Suriye Muhalefeti İlerliyor
Bundan tam bir hafta önce başlayan
saldırılarda Halep’ten sonra Tel-Rıfat ele geçirildi. Çarşamba akşam
saatlerinde de Hama muhaliflerin eline geçti. Hama’dan sonra HTŞ ve Suriye
Milli Ordusu (SMO) iki yöne doğru ilerlemeyi düşünüyor: Münbiç ve Humus.
Doğrusu, hiç kimse Suriye'de 5 günde haritanın
bu kadar değişeceğini beklemiyordu. Rusya ve İran gibi iki devletin arkasında
durduğu Suriye rejiminin yaşadığı acziyeti ancak olağanüstü savaş zekâsıyla
açıklamak mümkündür.
Türkiye, 14. yılına giren Suriye'deki bu
savaşı bitirmek için Esed'e defalarca zeytindalı uzatsa da Esed bu dostça
teşebbüleri kabul etmedi. Esed’in kendi iradesiyle Türkiye tarafından uzatılan
eli geri çevirmesi mümkün değildi ama İran gibi Esed’i kuklalaştıran sinsi
komşumuzun Esed üzerindeki etkisi onu bu sonuca mecbur etti. Esed İran’ın
sözünden çıkmayınca akıbeti kötü oldu.
Esed kendi vatandaşına düşmanlıktan,
Kendi vatandaşını terörist olarak görmekten vazgeçmedi.
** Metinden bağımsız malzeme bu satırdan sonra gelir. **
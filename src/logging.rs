use std::env;
use std::fs;
use std::path::{Path, PathBuf};
use std::sync::OnceLock;

use tracing_appender::non_blocking::{self, WorkerGuard};
use tracing_subscriber::EnvFilter;
use tracing_subscriber::fmt::writer::{BoxMakeWriter, MakeWriterExt};

use crate::config::parse_bool;

const DEFAULT_LOG_FILTER: &str = "warn,confab=info";
const VERBOSE_LOG_FILTER: &str = "info,confab=debug";
const DEFAULT_LOG_FORMAT: &str = "pretty";
const DEFAULT_LOG_OUTPUT: &str = "stderr";
const DEFAULT_LOG_FILE_PATH: &str = "logs/confab.log";

static LOG_GUARD: OnceLock<WorkerGuard> = OnceLock::new();

type InitResult = Result<(), Box<dyn std::error::Error + Send + Sync + 'static>>;

#[derive(Clone, Copy, Debug, PartialEq, Eq)]
enum LogFormat {
    Pretty,
    Json,
}

#[derive(Clone, Copy, Debug, PartialEq, Eq)]
enum LogOutput {
    Stderr,
    File,
    Both,
}

fn parse_log_format(raw: Option<&str>) -> LogFormat {
    match raw
        .unwrap_or(DEFAULT_LOG_FORMAT)
        .trim()
        .to_ascii_lowercase()
        .as_str()
    {
        "json" => LogFormat::Json,
        _ => LogFormat::Pretty,
    }
}

fn parse_log_output(raw: Option<&str>) -> LogOutput {
    match raw
        .unwrap_or(DEFAULT_LOG_OUTPUT)
        .trim()
        .to_ascii_lowercase()
        .as_str()
    {
        "file" => LogOutput::File,
        "both" => LogOutput::Both,
        _ => LogOutput::Stderr,
    }
}

fn parse_log_file_path(raw: Option<&str>) -> PathBuf {
    raw.map(str::trim)
        .filter(|value| !value.is_empty())
        .map(PathBuf::from)
        .unwrap_or_else(|| PathBuf::from(DEFAULT_LOG_FILE_PATH))
}

fn default_filter(verbose: bool) -> &'static str {
    if verbose {
        VERBOSE_LOG_FILTER
    } else {
        DEFAULT_LOG_FILTER
    }
}

fn env_filter(verbose: bool) -> EnvFilter {
    EnvFilter::try_from_default_env().unwrap_or_else(|_| EnvFilter::new(default_filter(verbose)))
}

fn build_file_writer(path: &Path) -> std::io::Result<(non_blocking::NonBlocking, WorkerGuard)> {
    let dir = path.parent().unwrap_or_else(|| Path::new("."));
    let file_name = path
        .file_name()
        .filter(|name| !name.is_empty())
        .unwrap_or_else(|| std::ffi::OsStr::new("confab.log"));

    fs::create_dir_all(dir)?;
    let appender = tracing_appender::rolling::daily(dir, file_name);
    Ok(tracing_appender::non_blocking(appender))
}

fn init_with_writer(format: LogFormat, filter: EnvFilter, writer: BoxMakeWriter) -> InitResult {
    match format {
        LogFormat::Pretty => tracing_subscriber::fmt()
            .with_env_filter(filter)
            .with_writer(writer)
            .try_init(),
        LogFormat::Json => tracing_subscriber::fmt()
            .json()
            .with_env_filter(filter)
            .with_writer(writer)
            .try_init(),
    }
}

fn init_file_output(
    format: LogFormat,
    verbose: bool,
    file_path: &Path,
    include_stderr: bool,
) -> InitResult {
    match build_file_writer(file_path) {
        Ok((file_writer, guard)) => {
            let writer = if include_stderr {
                BoxMakeWriter::new(std::io::stderr.and(file_writer))
            } else {
                BoxMakeWriter::new(file_writer)
            };

            let init_result = init_with_writer(format, env_filter(verbose), writer);
            if init_result.is_ok() {
                let _ = LOG_GUARD.set(guard);
            }
            init_result
        }
        Err(err) => {
            let mode = if include_stderr { "both" } else { "file" };
            let fallback = if include_stderr {
                "using stderr only"
            } else {
                "using stderr instead"
            };
            eprintln!(
                "confab: failed to initialize LOG_OUTPUT={} at '{}': {}; {}",
                mode,
                file_path.display(),
                err,
                fallback
            );
            init_with_writer(
                format,
                env_filter(verbose),
                BoxMakeWriter::new(std::io::stderr),
            )
        }
    }
}

pub fn init() {
    let format = parse_log_format(env::var("LOG_FORMAT").ok().as_deref());
    let output = parse_log_output(env::var("LOG_OUTPUT").ok().as_deref());
    let file_path = parse_log_file_path(env::var("LOG_FILE_PATH").ok().as_deref());
    let verbose = parse_bool(env::var("VERBOSE").ok().as_deref(), false);

    let init_result = match output {
        LogOutput::Stderr => init_with_writer(
            format,
            env_filter(verbose),
            BoxMakeWriter::new(std::io::stderr),
        ),
        LogOutput::File => init_file_output(format, verbose, &file_path, false),
        LogOutput::Both => init_file_output(format, verbose, &file_path, true),
    };

    // A second init (e.g. in tests) is harmless.
    let _ = init_result;
}
pub mod chat_completions;
pub mod http_errors;
pub mod lmstudio;
pub mod ollama;
pub mod openrouter;

use crate::config::Config;
use crate::error::ChatError;

pub(crate) const USER_AGENT: &str = concat!("confab/", env!("CARGO_PKG_VERSION"));

const ERROR_BODY_SNIPPET_CHARS: usize = 500;

/// The closed set of chat backends. Each variant answers the same capability
/// set: build a request, interpret a complete response, interpret one
/// streamed line.
#[derive(Debug, Clone, Copy, PartialEq, Eq)]
pub enum Provider {
    OpenRouter,
    Ollama,
    LmStudio,
}

/// A fully prepared HTTP request: target URL, header pairs, and the
/// serialized JSON body. Producing one involves no I/O.
#[derive(Debug, Clone, PartialEq, Eq)]
pub struct BuiltRequest {
    pub url: String,
    pub headers: Vec<(&'static str, String)>,
    pub body: String,
}

/// Outcome of decoding one line of a live response stream.
#[derive(Debug, PartialEq, Eq)]
pub(crate) enum FrameEvent {
    /// Non-data line, undecodable frame, or frame with nothing to say.
    Ignored,
    /// A decoded frame; `finish` marks the sequence as complete after the
    /// carried text (if any) has been surfaced.
    Chunk { text: Option<String>, finish: bool },
    /// End-of-stream sentinel.
    Done,
    /// In-band provider error; aborts the stream.
    Error {
        kind: Option<String>,
        message: String,
    },
}

impl Provider {
    pub fn parse(raw: &str) -> Option<Self> {
        match raw.trim().to_ascii_lowercase().as_str() {
            "openrouter" => Some(Self::OpenRouter),
            "ollama" => Some(Self::Ollama),
            "lmstudio" => Some(Self::LmStudio),
            _ => None,
        }
    }

    pub fn as_str(&self) -> &'static str {
        match self {
            Self::OpenRouter => "openrouter",
            Self::Ollama => "ollama",
            Self::LmStudio => "lmstudio",
        }
    }

    pub fn default_base_url(&self) -> &'static str {
        match self {
            Self::OpenRouter => "https://openrouter.ai",
            Self::Ollama => "http://localhost:11434",
            Self::LmStudio => "http://localhost:1234",
        }
    }

    pub fn default_model(&self) -> &'static str {
        match self {
            Self::OpenRouter => "openai/gpt-oss-20b:free",
            Self::Ollama => "llama3.2",
            Self::LmStudio => "local-model",
        }
    }

    pub fn requires_api_key(&self) -> bool {
        matches!(self, Self::OpenRouter)
    }

    /// Builds the provider-specific request for one prompt. The single
    /// validation performed here is rejecting an empty prompt; everything
    /// else (key presence, model resolution) is settled at config load.
    pub fn build_request(
        &self,
        cfg: &Config,
        prompt: &str,
        stream: bool,
    ) -> Result<BuiltRequest, ChatError> {
        let prompt = prompt.trim();
        if prompt.is_empty() {
            return Err(ChatError::EmptyInput);
        }

        match self {
            Self::OpenRouter => openrouter::build_request(cfg, prompt, stream),
            Self::Ollama => ollama::build_request(cfg, prompt, stream),
            Self::LmStudio => lmstudio::build_request(cfg, prompt, stream),
        }
    }

    /// Interprets a complete (non-streamed) response body.
    pub fn parse_complete(&self, status: u16, body: &str) -> Result<String, ChatError> {
        if status != 200 {
            return Err(self.parse_error(status, body));
        }

        match self {
            Self::OpenRouter | Self::LmStudio => chat_completions::parse_success(status, body),
            Self::Ollama => ollama::parse_success(status, body),
        }
    }

    /// Classifies a non-200 response: a decodable error envelope with a
    /// non-empty message becomes an API error, anything else an HTTP error.
    pub(crate) fn parse_error(&self, status: u16, body: &str) -> ChatError {
        match self {
            Self::OpenRouter | Self::LmStudio => chat_completions::parse_error(status, body),
            Self::Ollama => ollama::parse_error(status, body),
        }
    }

    pub(crate) fn decode_stream_line(&self, line: &str) -> FrameEvent {
        match self {
            Self::OpenRouter | Self::LmStudio => chat_completions::decode_stream_line(line),
            Self::Ollama => ollama::decode_stream_line(line),
        }
    }
}

/// Truncates an error body for display so a giant HTML error page does not
/// flood the terminal.
pub(crate) fn body_snippet(body: &str) -> String {
    let trimmed = body.trim();
    match trimmed.char_indices().nth(ERROR_BODY_SNIPPET_CHARS) {
        Some((idx, _)) => format!("{}...", &trimmed[..idx]),
        None => trimmed.to_string(),
    }
}
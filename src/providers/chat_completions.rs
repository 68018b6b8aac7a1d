//! Wire format shared by the OpenAI-style providers (OpenRouter, LM Studio):
//! the `chat/completions` request body, the `choices` response envelope, and
//! the SSE `data: <json>` / `data: [DONE]` stream framing.

use serde::{Deserialize, Serialize};
use tracing::debug;

use super::FrameEvent;
use crate::error::ChatError;
use crate::model::Message;

const SSE_DATA_PREFIX: &str = "data: ";
const SSE_DONE_PAYLOAD: &str = "[DONE]";

#[derive(Debug, Serialize)]
struct ChatCompletionRequest<'a> {
    model: &'a str,
    messages: Vec<WireMessage<'a>>,
    stream: bool,
}

#[derive(Debug, Serialize)]
struct WireMessage<'a> {
    role: &'static str,
    content: &'a str,
}

#[derive(Debug, Default, Deserialize)]
struct ContentHolder {
    content: Option<String>,
}

#[derive(Debug, Deserialize)]
struct Choice {
    #[serde(default)]
    delta: ContentHolder,
    #[serde(default)]
    message: ContentHolder,
    #[serde(default)]
    finish_reason: Option<String>,
}

/// Response envelope, shared by complete responses and stream frames. The
/// `error` field can appear alone or, oddly, next to a 200 status.
#[derive(Debug, Deserialize)]
struct Envelope {
    #[serde(default)]
    choices: Vec<Choice>,
    error: Option<ApiErrorBody>,
}

#[derive(Debug, Deserialize)]
struct ApiErrorBody {
    #[serde(default)]
    message: String,
    #[serde(rename = "type")]
    kind: Option<String>,
}

pub(crate) fn request_body(
    model: &str,
    messages: &[Message],
    stream: bool,
) -> Result<String, ChatError> {
    let request = ChatCompletionRequest {
        model,
        messages: messages
            .iter()
            .map(|msg| WireMessage {
                role: msg.role.as_str(),
                content: &msg.content,
            })
            .collect(),
        stream,
    };
    serde_json::to_string(&request).map_err(ChatError::RequestEncode)
}

/// Decodes a 200 response. Callers route non-200 statuses through
/// [`parse_error`] first.
pub(crate) fn parse_success(status: u16, body: &str) -> Result<String, ChatError> {
    let envelope: Envelope = serde_json::from_str(body).map_err(ChatError::MalformedResponse)?;

    if let Some(err) = envelope.error {
        return Err(ChatError::Api {
            status: Some(status),
            kind: err.kind,
            message: err.message,
        });
    }

    let Some(choice) = envelope.choices.into_iter().next() else {
        return Err(ChatError::EmptyResponse);
    };
    Ok(choice.message.content.unwrap_or_default())
}

pub(crate) fn parse_error(status: u16, body: &str) -> ChatError {
    if let Ok(envelope) = serde_json::from_str::<Envelope>(body)
        && let Some(err) = envelope.error
        && !err.message.is_empty()
    {
        return ChatError::Api {
            status: Some(status),
            kind: err.kind,
            message: err.message,
        };
    }

    ChatError::Http {
        status,
        body: super::body_snippet(body),
    }
}

/// Decodes one SSE line. Lines without the `data: ` prefix carry no payload;
/// an undecodable payload is skipped rather than aborting the stream.
pub(crate) fn decode_stream_line(line: &str) -> FrameEvent {
    let Some(payload) = line.strip_prefix(SSE_DATA_PREFIX) else {
        return FrameEvent::Ignored;
    };
    if payload == SSE_DONE_PAYLOAD {
        return FrameEvent::Done;
    }

    let envelope: Envelope = match serde_json::from_str(payload) {
        Ok(envelope) => envelope,
        Err(err) => {
            debug!(error = %err, "skipping undecodable stream frame");
            return FrameEvent::Ignored;
        }
    };

    if let Some(err) = envelope.error {
        return FrameEvent::Error {
            kind: err.kind,
            message: err.message,
        };
    }

    let Some(choice) = envelope.choices.into_iter().next() else {
        return FrameEvent::Ignored;
    };

    // Incremental frames carry `delta`; some backends repeat the full text in
    // `message` on the terminal frame, which only matters if `delta` is empty.
    let text = choice
        .delta
        .content
        .filter(|content| !content.is_empty())
        .or_else(|| choice.message.content.filter(|content| !content.is_empty()));
    let finish = choice.finish_reason.is_some_and(|reason| !reason.is_empty());

    FrameEvent::Chunk { text, finish }
}
use anyhow::Result;

#[tokio::main]
async fn main() -> Result<()> {
    confab::logging::init();
    confab::run().await
}
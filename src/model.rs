use bytes::Bytes;
use futures::TryStreamExt;
use futures::stream::{BoxStream, StreamExt};
use reqwest::Client;
use tracing::{debug, warn};

use crate::config::Config;
use crate::error::ChatError;
use crate::providers::{BuiltRequest, http_errors};
use crate::stream::ChatStream;

#[derive(Debug, Clone, Copy, PartialEq, Eq)]
pub enum MessageRole {
    System,
    User,
    Assistant,
}

impl MessageRole {
    pub fn as_str(&self) -> &'static str {
        match self {
            Self::System => "system",
            Self::User => "user",
            Self::Assistant => "assistant",
        }
    }
}

#[derive(Debug, Clone)]
pub struct Message {
    pub role: MessageRole,
    pub content: String,
}

impl Message {
    pub fn system(content: impl Into<String>) -> Self {
        Self {
            role: MessageRole::System,
            content: content.into(),
        }
    }

    pub fn user(content: impl Into<String>) -> Self {
        Self {
            role: MessageRole::User,
            content: content.into(),
        }
    }

    pub fn assistant(content: impl Into<String>) -> Self {
        Self {
            role: MessageRole::Assistant,
            content: content.into(),
        }
    }
}

/// The byte source a [`ChatStream`] pulls from once the HTTP response is open.
pub type ResponseBytes = BoxStream<'static, Result<Bytes, ChatError>>;

/// Sends one prompt and waits for the complete reply.
pub async fn chat(client: &Client, cfg: &Config, prompt: &str) -> Result<String, ChatError> {
    let request = cfg.provider.build_request(cfg, prompt, false)?;
    let response = send(client, cfg, &request).await?;
    let status = response.status().as_u16();

    let body = response
        .text()
        .await
        .map_err(|err| http_errors::request_error(err, &request.url, cfg.timeout_secs))?;
    debug!(
        provider = cfg.provider.as_str(),
        status,
        body_len = body.len(),
        "received chat response"
    );

    cfg.provider.parse_complete(status, &body)
}

/// Sends one prompt and returns the reply as a pull sequence of text chunks.
/// Pre-stream HTTP errors are classified through the provider's error
/// envelope before any chunk is surfaced.
pub async fn chat_stream(
    client: &Client,
    cfg: &Config,
    prompt: &str,
) -> Result<ChatStream<ResponseBytes>, ChatError> {
    let request = cfg.provider.build_request(cfg, prompt, true)?;
    let response = send(client, cfg, &request).await?;
    let status = response.status().as_u16();

    if status != 200 {
        let body = response.text().await.unwrap_or_default();
        warn!(
            provider = cfg.provider.as_str(),
            status, "stream request rejected before any chunk arrived"
        );
        return Err(cfg.provider.parse_error(status, &body));
    }

    let url = request.url.clone();
    let timeout_secs = cfg.timeout_secs;
    let source = response
        .bytes_stream()
        .map_err(move |err| http_errors::request_error(err, &url, timeout_secs))
        .boxed();

    Ok(ChatStream::new(cfg.provider, source))
}

async fn send(
    client: &Client,
    cfg: &Config,
    request: &BuiltRequest,
) -> Result<reqwest::Response, ChatError> {
    debug!(
        url = %request.url,
        provider = cfg.provider.as_str(),
        model = %cfg.model,
        body_len = request.body.len(),
        "sending chat request"
    );

    let mut builder = client.post(&request.url).body(request.body.clone());
    for (name, value) in &request.headers {
        builder = builder.header(*name, value.as_str());
    }

    builder.send().await.map_err(|err| {
        warn!(url = %request.url, error = %err, "chat request failed");
        http_errors::request_error(err, &request.url, cfg.timeout_secs)
    })
}
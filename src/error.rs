use thiserror::Error;

/// Failure modes of one chat invocation. Exactly one of these (or a
/// successful reply) is produced per request; nothing is retried internally.
#[derive(Debug, Error)]
pub enum ChatError {
    #[error("prompt is empty")]
    EmptyInput,

    #[error("failed to encode request body: {0}")]
    RequestEncode(#[source] serde_json::Error),

    #[error("{message}")]
    Transport { message: String },

    #[error(
        "model request timed out after {timeout_secs}s while calling '{url}'; \
         increase MODEL_TIMEOUT_SECS or check model responsiveness"
    )]
    Timeout { url: String, timeout_secs: u64 },

    #[error("HTTP {status}: {body}")]
    Http { status: u16, body: String },

    #[error("API error ({}): {message}", .kind.as_deref().unwrap_or("unknown"))]
    Api {
        /// HTTP status for pre-stream errors; `None` for errors reported
        /// in-band inside an already-open stream.
        status: Option<u16>,
        kind: Option<String>,
        message: String,
    },

    #[error("failed to decode model response: {0}")]
    MalformedResponse(#[source] serde_json::Error),

    #[error("no choices returned by the API")]
    EmptyResponse,
}
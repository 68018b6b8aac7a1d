//! LM Studio: a local OpenAI-compatible server. Same chat-completions wire
//! format as OpenRouter, but unauthenticated and served from localhost.

use super::{BuiltRequest, chat_completions};
use crate::config::Config;
use crate::error::ChatError;
use crate::model::Message;

const CHAT_PATH: &str = "/v1/chat/completions";

fn chat_url(base_url: &str) -> String {
    format!("{}{}", base_url.trim_end_matches('/'), CHAT_PATH)
}

pub(crate) fn build_request(
    cfg: &Config,
    prompt: &str,
    stream: bool,
) -> Result<BuiltRequest, ChatError> {
    let body = chat_completions::request_body(&cfg.model, &[Message::user(prompt)], stream)?;

    Ok(BuiltRequest {
        url: chat_url(&cfg.base_url),
        headers: vec![
            ("Content-Type", "application/json".to_string()),
            ("User-Agent", super::USER_AGENT.to_string()),
        ],
        body,
    })
}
Bir kere olsun vatandaşımın haklı olduğu bir taraf yok mu demedi. Bir avuç
Nusayri ve Rafizi’nin rızasıyla Suriye gibi bir devlet yönetilemezdi. Ama Esad
bunu görmedi, görmek istemedi.
Üstelik,
Türkiye-Rusya-İran
gibi bölgesinde güçlü devletlerin Suriye’de barışa ulaşmak için başlattıkları
Astana anlaşmaları defalarca Esad ve İran tarafından ihlal edildi. Bugüne kadar
üç devletin anlaşmasıyla muhalif güçlere tahsis edilen İdlib’de muhalefet
grupları sorun çıkarmadan barındıkları halde Esed rahat durmadı.
Haftada
en az 1 kez -bilhassa 2020’den itibaren- İdlib Gerginliği Azaltma Bölgesi
(İGAB) Esad tarafından vuruldu. Her seferinde anlaşmayı bozan Esed oldu. Böylelikle
üç devletin anlaştıkları ve Suriye rejiminin de kabul ettiği Astana anlaşmasını
yine rejim yani Esed çiğnedi. İdlip içlerine giren rejim güçleri suikastlere,
insan kaçırmalara imza attı. İdlib’e yakın diğer bölgelerde de durum aynıydı.
Esed’in
bu kural tanımazlığına tahammül etmek artık mümkün değildi. Muhalif güçler
kendi aralarındaki anlaşmazlıkları bir kenara bırakarak yaklaşık 2 yıl boyunca
bu plan ve planlama üzerinde çalıştılar. Daha önce düştüğü hatalara düşmemek
için kurmay akla ihtiyaç duyulmuştu ki bu aklı buldular. Bütün hazırlıklarını
tamamladıktan sonra taarruz etmek için düğmeye basıldı.
Şimdi ne
olacak?
Rusya
tarafından Esed’e çok ciddi bir destek gelmez ise bugün (5 Aralık 2024)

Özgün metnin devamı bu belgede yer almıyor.